By Assunta Ng
Northwest Asian Weekly
Meekong Bar opened only eight months ago, but its food quality has soared like an eagle recently.
Located in Belltown, I was at Meekong’s grand opening in March, and I ordered take-out.
At the time, I thought that the restaurant needed time to get its act together. I was thrilled and surprised that it did when we visited Meekong last Sunday with my friend. It was her first time to Meekong.
I told my friend that her critique would be a part of my article. Her new role as a food critic gave her a sense of adventure and she became more conscientious in experiencing the food.

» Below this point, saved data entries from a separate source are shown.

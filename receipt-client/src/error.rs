//! Client error types

use std::time::Duration;

use thiserror::Error;

/// Client error type
#[derive(Debug, Error)]
pub enum ClientError {
    /// Template API answered with a non-success status
    #[error("Failed to fetch receipt template: {status} {text}")]
    Fetch { status: u16, text: String },

    /// Print bridge unreachable or not healthy
    #[error("Print service unavailable: {reason}")]
    ServiceUnavailable { reason: String, timed_out: bool },

    /// Sale receipt requested while no template is active
    #[error("No active receipt template")]
    NoTemplate,

    /// Request exceeded its time budget
    #[error("Request timed out after {0:?}")]
    Timeout(Duration),

    /// Print bridge rejected the job; carries the bridge's own message
    #[error("{0}")]
    PrintService(String),

    /// Connection could not be established
    #[error("Connection failed: {0}")]
    Connection(String),

    /// Response body could not be decoded
    #[error("Invalid response: {0}")]
    InvalidResponse(String),

    /// Request could not be built
    #[error("Invalid request: {0}")]
    InvalidRequest(String),

    /// Serialization error
    #[error("Serialization error: {0}")]
    Serialization(#[from] serde_json::Error),

    /// Configuration error
    #[error("Configuration error: {0}")]
    Config(String),
}

impl ClientError {
    /// Whether the failure was caused by a timeout, directly or through a health check
    pub fn is_timeout(&self) -> bool {
        match self {
            ClientError::Timeout(_) => true,
            ClientError::ServiceUnavailable { timed_out, .. } => *timed_out,
            _ => false,
        }
    }
}

// reqwest clients are built without their own timeout; budgets are enforced by the caller
impl From<reqwest::Error> for ClientError {
    fn from(err: reqwest::Error) -> Self {
        if err.is_decode() {
            ClientError::InvalidResponse(err.to_string())
        } else if err.is_builder() {
            ClientError::InvalidRequest(err.to_string())
        } else {
            ClientError::Connection(err.to_string())
        }
    }
}

/// Result type for client operations
pub type ClientResult<T> = Result<T, ClientError>;

#[cfg(test)]
mod tests {
    use super::*;

    #[test]
    fn test_print_service_displays_bridge_message_only() {
        let err = ClientError::PrintService("printer jammed".into());
        assert_eq!(err.to_string(), "printer jammed");
    }

    #[test]
    fn test_timeout_classification() {
        assert!(ClientError::Timeout(Duration::from_secs(5)).is_timeout());
        assert!(
            ClientError::ServiceUnavailable {
                reason: "health check timed out".into(),
                timed_out: true,
            }
            .is_timeout()
        );
        assert!(
            !ClientError::ServiceUnavailable {
                reason: "HTTP 503 Service Unavailable".into(),
                timed_out: false,
            }
            .is_timeout()
        );
        assert!(!ClientError::NoTemplate.is_timeout());
    }

    #[test]
    fn test_timeout_message() {
        let err = ClientError::Timeout(Duration::from_secs(10));
        assert_eq!(err.to_string(), "Request timed out after 10s");
    }
}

“I would never have found the restaurant myself,” she said because Meekong doesn’t look like a traditional Vietnamese restaurant from the outside. Without seeing the restaurant name, you would think it was a hangout for millennials with its contemporary design and hip features, as opposed to the usual Vietnamese eateries filled with simple chairs and tables, and minimal decor.
A fusion restaurant of American fast food and Vietnamese comfort food, Meekong creates an interesting atmosphere, satisfying a party of friends with diverse needs. For instance, my husband likes Meekong’s hamburger, called Banh Mi Burger ($14). All of the buns are house baked. It comes with a side order of fries or salad. I find that men tend to gravitate toward burgers. To me, burgers always seem too big and overwhelming. However, burgers make good leftovers for my son and husband.
I chose pho, Vietnamese beef noodles ($10), and my friend picked the mango and crispy tofu salad ($10). I never had that salad before. I was eager to see the presentation and try it.
Before our food arrived, the owners brought us spring rolls ($4). They were really fresh, and we dipped them into the different types of sauces and enjoyed it immensely. The rolls are wrapped with a piece of shrimp among the veggies. I highly recommend this delightful appetizer.
We went family-style, sharing everything we ordered. The last time my husband ate a hamburger was months ago when we were driving to Vancouver, B.C. Clearly, he was hungry for a burger. Meekong’s burger is even bigger than a Big Mac. Unlike a regular burger, Meekong is filled with layers of veggies and not greasy. This recipe enhances the flavor of the burger. My friend noticed the beef had more of a meatball texture, rather than a piece of burger meat. The bread tasted good, too, she said.
The big bowl of beef pho was exactly what I wanted. One sip of the broth, and I knew Meekong had come a long way. The owners and chefs clearly worked on improving … the pho was so delicious. I gave myself a pat on the back for ordering the right dish — nice beef brisket with the right texture, tasty soup, and fresh noodles. My friend echoed the same sentiment. The soup determines the taste of the pho. We all liked the beef pho. I have tried the chicken and veggie pho in the past, and I rate the beef pho as the best.
My friend raved about her colorful mango with crispy tofu salad. We counted the number of ingredients in the salad — there were at least seven, including basil leaves, shallots, daikon, carrots, and greens. Aside from the generous portions of mango and tofu, my friend liked the fact that the deep-fried tofu was not greasy at all. The salad sauces were a little sour — some sweet — mixed right without being heavy.
When I visited Meekong previously with a different friend, that friend remarked that other Vietnamese restaurants don’t serve liquor. I think that Meekong’s burger, salad, garlic chicken, and chicken satay go well with a glass of wine or beer.
When Meekong first opened, the chefs and owners were still trying to develop their identity and study the market in order to create its brand. Today, Meekong has come into its own — all because the owners were dedicated to improving. Originally from Vietnam, Mr Tay, patriarch of the family business, sat with us briefly and wanted our feedback. We were honest about what we liked and didn’t like. Perhaps, this is the Tay’s secret to success — they listen to feedback and implement new ideas to improve.
Aside from working at Meekong and Mekong Village Vietnamese Restaurant on Aurora Avenue, Tay has a full-time job as a cook for a government facility. Tay’s wife runs Mekong Village and his daughters run Meekong. The family works hard to build up the two restaurants. Tay said restaurant work involves long hours and is tiring, but he is grateful for the opportunity.
By taking their experience from running Mekong Village into the mainstream to start Meekong, Tay said, “It is essential to expand and branch out.” He was pleased with the selection of the location of Meekong in Belltown, a hub for residents and businesses. He said they have seen a recent increase in tourists patronizing their restaurant.
The family decided to spell Meekong with two e’s, to distinguish the restaurant from other businesses in Seattle calling themselves Mekong.
We were at Meekong on a Sunday for lunch — generally a slower time for downtown restaurants as there was a Seahawks home game. At first, Meekong was quiet. By 1:30 p.m., it was 90 percent occupied.
Meekong has a patio and a hidden banquet room for 30-plus people in the back of the restaurant. If you have a big party with friends, Meekong is the ideal place.
Would my friend eat again at Meekong? Definitely.
Meekong Bar is located at 2525 4th Ave, Seattle.